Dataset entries
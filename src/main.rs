// Copyright (c) 2025 Steve Wagner (ciroque@live.com)
// SPDX-License-Identifier: MIT

use anyhow::{Context, Result};
use clap::{Parser, Subcommand};
use std::io::Read;
use std::path::PathBuf;
use std::time::Duration;
use tracing_subscriber::{layer::SubscriberExt, util::SubscriberInitExt};

use data_processor::config::consts::{DEFAULT_FETCH_TIMEOUT_SECS, DEFAULT_LOG_FILTER};
use data_processor::config::{
    configuration_from_env, load_configuration, merge_configuration, parse_assignments,
};
use data_processor::processors::{ConfigurableProcessor, Configuration};
use data_processor::traits::Processor;
use data_processor::utils::{calculate_sum, to_pretty_json, ContentFetcher, HttpFetcher};

#[derive(Parser)]
#[command(name = "data-processor")]
#[command(about = "Sum numbers, pretty-print JSON, fetch URLs and resolve processor output", long_about = None)]
struct Cli {
    #[command(subcommand)]
    command: Commands,
}

#[derive(Subcommand)]
enum Commands {
    /// Sum a list of integers
    Sum {
        #[arg(allow_negative_numbers = true)]
        numbers: Vec<i64>,
    },
    /// Pretty-print a JSON document ("-" reads stdin)
    Format {
        input: String,
    },
    /// Fetch a URL and print the response body
    Fetch {
        url: String,
        /// Request timeout in seconds
        #[arg(short, long, default_value_t = DEFAULT_FETCH_TIMEOUT_SECS)]
        timeout: u64,
    },
    /// Build a processor and print its resolved output
    Process {
        /// JSON, YAML or TOML configuration file
        #[arg(short, long)]
        config: Option<PathBuf>,
        /// Override a key, e.g. --set output=report.csv
        #[arg(short, long = "set", value_name = "KEY=VALUE")]
        set: Vec<String>,
        /// Ignore DATA_PROCESSOR_* environment variables
        #[arg(long)]
        no_env: bool,
        /// Use the default processor and ignore all other sources
        #[arg(long, conflicts_with_all = ["config", "set", "no_env"])]
        default: bool,
        /// Also print the processor's configuration as JSON
        #[arg(long)]
        show_config: bool,
    },
}

#[tokio::main]
async fn main() -> Result<()> {
    tracing_subscriber::registry()
        .with(
            tracing_subscriber::EnvFilter::try_from_default_env()
                .unwrap_or_else(|_| DEFAULT_LOG_FILTER.into()),
        )
        .with(tracing_subscriber::fmt::layer().with_writer(std::io::stderr))
        .init();

    let cli = Cli::parse();

    match cli.command {
        Commands::Sum { numbers } => {
            let total = calculate_sum(&numbers).context("sum overflows a 64-bit integer")?;
            println!("Sum: {}", total);
        }
        Commands::Format { input } => {
            let raw = if input == "-" {
                let mut buf = String::new();
                std::io::stdin()
                    .read_to_string(&mut buf)
                    .context("failed to read stdin")?;
                buf
            } else {
                input
            };
            let value: serde_json::Value =
                serde_json::from_str(&raw).context("input is not valid JSON")?;
            println!("{}", to_pretty_json(&value)?);
        }
        Commands::Fetch { url, timeout } => {
            let fetcher = HttpFetcher::new(Duration::from_secs(timeout))?;
            let body = fetcher.fetch(&url).await?;
            print!("{}", body);
        }
        Commands::Process {
            config,
            set,
            no_env,
            default,
            show_config,
        } => {
            let processor = if default {
                ConfigurableProcessor::create_default()
            } else {
                ConfigurableProcessor::new(assemble_configuration(config, &set, no_env)?)
            };

            report(&processor);
            if show_config {
                println!("{}", to_pretty_json(&processor.get_config())?);
            }
        }
    }

    Ok(())
}

/// File first, then environment, then `--set` assignments.
fn assemble_configuration(
    path: Option<PathBuf>,
    assignments: &[String],
    no_env: bool,
) -> Result<Configuration> {
    let mut config = match path {
        Some(path) => load_configuration(&path)
            .with_context(|| format!("failed to load {}", path.display()))?,
        None => Configuration::new(),
    };

    if !no_env {
        config = merge_configuration(config, configuration_from_env());
    }

    let overrides = parse_assignments(assignments)?;
    Ok(merge_configuration(config, overrides))
}

fn report(processor: &dyn Processor) {
    tracing::debug!(processor = processor.name(), "resolving output");
    println!("{}", processor.process());
}
// Copyright (c) 2025 Steve Wagner (ciroque@live.com)
// SPDX-License-Identifier: MIT

pub mod configurable;


pub use configurable::*;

▶ [What is expected] The answer consists of the lines above that include the word "ConfigurableProcessor", each copied exactly.

▶ [Answer to the problem]
use data_processor::processors::{ConfigurableProcessor, Configuration};
                ConfigurableProcessor::create_default()
                ConfigurableProcessor::new(assemble_configuration(config, &set, no_env)?)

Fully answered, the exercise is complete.